Des conditions communes de survenance des catastrophes me sont apparues à partir de trois cas que voici.

Le premier cas est une réflexion sur une catastrophe par dépassement des limites dans un aveuglement collectif, les deux derniers cas sont des exemples de catastrophes dues à une fragilisation d'artefacts aggravée par des conditions météorologiques défavorables sur fond d'abandon des règles de bon fonctionnement et des valeurs morales.

 

 

 

                                                     **********

 

I Le cas d'un crash d'un aéronef dans les Andes : l'oubli du risque


Le 13 Octobre 1972, l'avion de Fernando Parrado et de ses co-équipiers s'écrase dans la Cordillère des Andes à 3500 mètres d'altitude. Il fait partie du groupe qui survit au crash. Sa mère est morte sur le coup. Sa sœur  de vingt ans, Susana, décède quelques jours plus tard.  Ils seront une quinzaine à s'en sortir sur quarante-cinq personnes au départ. Cet épisode est connu dans l'histoire des catastrophes aériennes en raison de l'anthropophagie à laquelle ont eu recours les victimes du crash pour survivre.
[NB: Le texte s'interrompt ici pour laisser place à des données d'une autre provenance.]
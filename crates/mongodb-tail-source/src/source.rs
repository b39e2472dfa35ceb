//! Document sources: the MongoDB reader and the trait the tail loop drives.

use std::time::Duration;

use anyhow::{Context, Result};
use async_trait::async_trait;
use bson::{doc, Document};
use futures::stream::BoxStream;
use futures::StreamExt;
use mongodb::options::ClientOptions;
use mongodb::{Client as MongoClient, Database};

use crate::config::SourceOpts;
use crate::cursor::Cursor;

/// Read access to a database of append-mostly collections.
///
/// Implemented by [`MongoSource`] and by the in-memory
/// [`crate::testing::MemorySource`].
#[async_trait]
pub trait DocumentSource: Send + Sync {
    /// Names of every collection in the database.
    async fn list_collection_names(&self) -> Result<Vec<String>>;

    /// Oldest ObjectId `_id`, or `None` when no document has one.
    ///
    /// Documents with other `_id` types are never tailed and must not fail
    /// the lookup.
    async fn oldest_document_id(&self, collection: &str) -> Result<Option<Cursor>>;

    /// At most `limit` documents with `_id` strictly greater than `after`,
    /// ascending by `_id`. With `after == None` reading starts at the
    /// beginning of the collection. An empty stream is a normal outcome.
    async fn fetch_batch(
        &self,
        collection: &str,
        after: Option<Cursor>,
        limit: usize,
    ) -> Result<BoxStream<'static, Result<Document>>>;
}

/// MongoDB-backed [`DocumentSource`].
pub struct MongoSource {
    client: MongoClient,
    database: Database,
}

impl MongoSource {
    /// Connect using `opts.source_uri`.
    ///
    /// The database is `opts.source_database` when set, otherwise the
    /// default database of the URI.
    pub async fn connect(opts: &SourceOpts) -> Result<Self> {
        tracing::debug!("Parsing MongoDB connection options");
        let mut mongo_options = ClientOptions::parse(&opts.source_uri)
            .await
            .context("Failed to parse MongoDB connection options")?;
        // Add connection timeout to prevent hanging
        mongo_options.connect_timeout = Some(Duration::from_secs(10));
        mongo_options.server_selection_timeout = Some(Duration::from_secs(10));

        let database_name = opts
            .source_database
            .clone()
            .or_else(|| mongo_options.default_database.clone())
            .ok_or_else(|| {
                anyhow::anyhow!(
                    "MongoDB database name is required: put it in the URI path or set --database"
                )
            })?;

        let client = MongoClient::with_options(mongo_options)?;
        let database = client.database(&database_name);
        tracing::info!("Using MongoDB database: {}", database_name);

        Ok(Self { client, database })
    }

    pub fn database_name(&self) -> &str {
        self.database.name()
    }

    /// Round-trip to the server so connection problems surface at startup.
    pub async fn ping(&self) -> Result<()> {
        self.database
            .run_command(doc! { "ping": 1 })
            .await
            .with_context(|| format!("Failed to reach MongoDB database {}", self.database_name()))?;
        Ok(())
    }

    pub fn client(&self) -> &MongoClient {
        &self.client
    }
}

/// Matches documents whose `_id` is an ObjectId.
///
/// Other `_id` types sort before ObjectIds, so the oldest-id lookup must
/// exclude them to find the first tailable document.
fn object_id_filter() -> Document {
    doc! { "_id": { "$type": "objectId" } }
}

#[async_trait]
impl DocumentSource for MongoSource {
    async fn list_collection_names(&self) -> Result<Vec<String>> {
        let names = self
            .database
            .list_collection_names()
            .await
            .with_context(|| format!("Failed to list collections of {}", self.database_name()))?;
        tracing::debug!("Collections: {:?}", names);
        Ok(names)
    }

    async fn oldest_document_id(&self, collection: &str) -> Result<Option<Cursor>> {
        let first = self
            .database
            .collection::<Document>(collection)
            .find_one(object_id_filter())
            .sort(doc! { "_id": 1 })
            .projection(doc! { "_id": 1 })
            .await
            .with_context(|| format!("Failed to read the oldest document of {collection}"))?;

        match first {
            Some(doc) => {
                let oid = doc.get_object_id("_id").with_context(|| {
                    format!("Oldest document of {collection} has no ObjectId _id")
                })?;
                Ok(Some(Cursor::new(oid)))
            }
            None => Ok(None),
        }
    }

    async fn fetch_batch(
        &self,
        collection: &str,
        after: Option<Cursor>,
        limit: usize,
    ) -> Result<BoxStream<'static, Result<Document>>> {
        let filter = match after {
            Some(cursor) => doc! { "_id": { "$gt": cursor.object_id() } },
            None => doc! {},
        };
        tracing::trace!(collection = %collection, filter = %filter, "Fetching batch");

        let cursor = self
            .database
            .collection::<Document>(collection)
            .find(filter)
            .sort(doc! { "_id": 1 })
            .limit(i64::try_from(limit).unwrap_or(i64::MAX))
            .batch_size(u32::try_from(limit).unwrap_or(u32::MAX))
            .await
            .with_context(|| format!("Failed to query collection {collection}"))?;

        Ok(cursor.map(|doc| doc.map_err(anyhow::Error::from)).boxed())
    }
}
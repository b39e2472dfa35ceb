//! Command-line interface for mongo-tail
//!
//! # Usage Examples
//!
//! ## Tail collections
//! ```bash
//! # Follow every collection whose name starts with "events_"
//! mongo-tail run \
//!   --uri mongodb://localhost:27017/logs \
//!   --collection '^events_' \
//!   --parse-method flatten
//!
//! # Same, with settings from a file and verbose logging
//! mongo-tail run --config mongo-tail.toml --log-level debug
//! ```
//!
//! ## Inspect checkpoints
//! ```bash
//! mongo-tail checkpoints --placeholder-db-dir /var/lib/mongo-tail
//! ```
//!
//! Events are written to stdout as JSON lines; logs go to stderr.

use anyhow::Context;
use checkpoint::{CheckpointConfig, CheckpointManager};
use clap::{Parser, Subcommand};
use mongo_tail::{write_events, RunArgs};
use mongodb_tail_source::{Cursor, MongoSource, TailLoop};
use tail_core::ChannelSink;
use tokio_util::sync::CancellationToken;
use tracing::{info, warn};
use tracing_subscriber::EnvFilter;

#[derive(Parser)]
#[command(name = "mongo-tail")]
#[command(about = "Follow MongoDB collections and emit new documents as JSON lines")]
#[command(long_about = None)]
struct Cli {
    /// Log level used when RUST_LOG is not set
    #[arg(long, global = true, default_value = "info")]
    log_level: String,

    #[command(subcommand)]
    command: Commands,
}

#[derive(Subcommand)]
enum Commands {
    /// Tail matching collections until interrupted
    Run(RunArgs),

    /// Print the stored checkpoint of every collection
    Checkpoints {
        /// Directory of the checkpoint file
        #[arg(long, default_value = checkpoint::DEFAULT_DIR)]
        placeholder_db_dir: std::path::PathBuf,

        /// File name of the checkpoint file
        #[arg(long, default_value = checkpoint::DEFAULT_FILE_NAME)]
        placeholder_db_name: String,

        /// Namespace of the stored checkpoints
        #[arg(long, default_value = checkpoint::DEFAULT_NAMESPACE)]
        namespace: String,
    },
}

#[tokio::main]
async fn main() -> anyhow::Result<()> {
    if let Err(e) = run().await {
        eprintln!("Error: {e:#}");
        std::process::exit(1);
    }
    Ok(())
}

async fn run() -> anyhow::Result<()> {
    let cli = Cli::parse();

    let filter = EnvFilter::try_from_default_env()
        .or_else(|_| EnvFilter::try_new(&cli.log_level))
        .with_context(|| format!("Invalid log level '{}'", cli.log_level))?;
    tracing_subscriber::fmt()
        .with_env_filter(filter)
        .with_writer(std::io::stderr)
        .init();

    match cli.command {
        Commands::Run(args) => run_tail(args).await,
        Commands::Checkpoints {
            placeholder_db_dir,
            placeholder_db_name,
            namespace,
        } => {
            let config =
                CheckpointConfig::new(placeholder_db_dir, placeholder_db_name).with_namespace(namespace);
            list_checkpoints(&config).await
        }
    }
}

async fn run_tail(args: RunArgs) -> anyhow::Result<()> {
    let settings = args.resolve()?;

    let source = MongoSource::connect(&settings.source).await?;
    source
        .ping()
        .await
        .with_context(|| format!("Failed to reach MongoDB database '{}'", source.database_name()))?;
    info!("Connected to MongoDB database '{}'", source.database_name());

    let checkpoints = CheckpointManager::open_sqlite(&settings.checkpoint)
        .await
        .with_context(|| {
            format!(
                "Failed to open checkpoint file {}",
                settings.checkpoint.path().display()
            )
        })?;
    info!(
        "Using checkpoint file {} (namespace '{}')",
        settings.checkpoint.path().display(),
        settings.checkpoint.namespace
    );

    let (sink, rx) = ChannelSink::bounded(settings.channel_capacity);
    let writer = tokio::spawn(async move {
        let mut stdout = tokio::io::stdout();
        write_events(rx, &mut stdout).await
    });

    let cancel = CancellationToken::new();
    let shutdown = cancel.clone();
    tokio::spawn(async move {
        if tokio::signal::ctrl_c().await.is_ok() {
            info!("Received shutdown signal, stopping after the current document");
            shutdown.cancel();
        }
    });

    let tail = TailLoop::new(source, checkpoints, sink, settings.tail)?;
    info!("Tailing as host '{}'", tail.host());
    // The loop owns the sink; the writer finishes once the loop is dropped.
    let result = tail.run(cancel).await;

    let written = writer.await.context("Output writer task panicked")??;
    let stats = result?;
    info!(
        "Stopped after {} passes: {} events emitted, {} documents skipped, {} failed fetches ({} lines written)",
        stats.passes, stats.emitted, stats.skipped, stats.fetch_failures, written
    );
    Ok(())
}

async fn list_checkpoints(config: &CheckpointConfig) -> anyhow::Result<()> {
    let path = config.path();
    if !path.exists() {
        warn!("Checkpoint file {} does not exist", path.display());
        return Ok(());
    }

    let manager = CheckpointManager::open_sqlite(config).await?;
    let checkpoints = manager.list_checkpoints::<Cursor>().await?;
    if checkpoints.is_empty() {
        println!("No checkpoints in namespace '{}'", config.namespace);
        return Ok(());
    }
    for (collection, cursor) in checkpoints {
        println!(
            "{collection}\t{cursor}\t{}",
            cursor.generation_time_rfc3339()
        );
    }
    Ok(())
}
Sur les origines de la catastrophe, l'appareil n'ayant pas encore décollé à cause du mauvais temps, et battant peut-être sa coulpe, Parrado écrit :

Pendant que les pilotes analysaient la situation, notre impatience montait. Nous avions déjà

perdu une journée, et l'idée de renoncer était très frustrante. Nous étions jeunes et hardis

, nous n'avions peur de rien et étions pleins de confiance ; nous ne voulions pas voir nos

vacances tomber à l'eau à cause de ce que nous prenions pour un manque de courage chez les

pilotes. Évidemment, nous en rajoutions. Lorsque nous avons aperçu les pilotes à l'aéroport,

nous les avons hués, sifflés, taquinés, nous avons remis en cause leurs compétences. Une voix

s'est élevée pour crier : "Nous vous avons engagés pour nous emmener au Chili et c'est ce que

nous voulons !" Il est impossible de savoir si notre comportement les a influencés - le fait est

qu'ils avaient l'air mal à l'aise - et après un dernier entretien avec Lagurara, Ferradas nous a

regardés et a annoncé que le voyage continuait. Sa déclaration a été saluée par des cris de

joie. 

 

 

 

Le site du crash devenu mémorial

Le site du crash devenu mémorial

Ce court extrait du livre donne des indications sur la manière dont la décision a été prise.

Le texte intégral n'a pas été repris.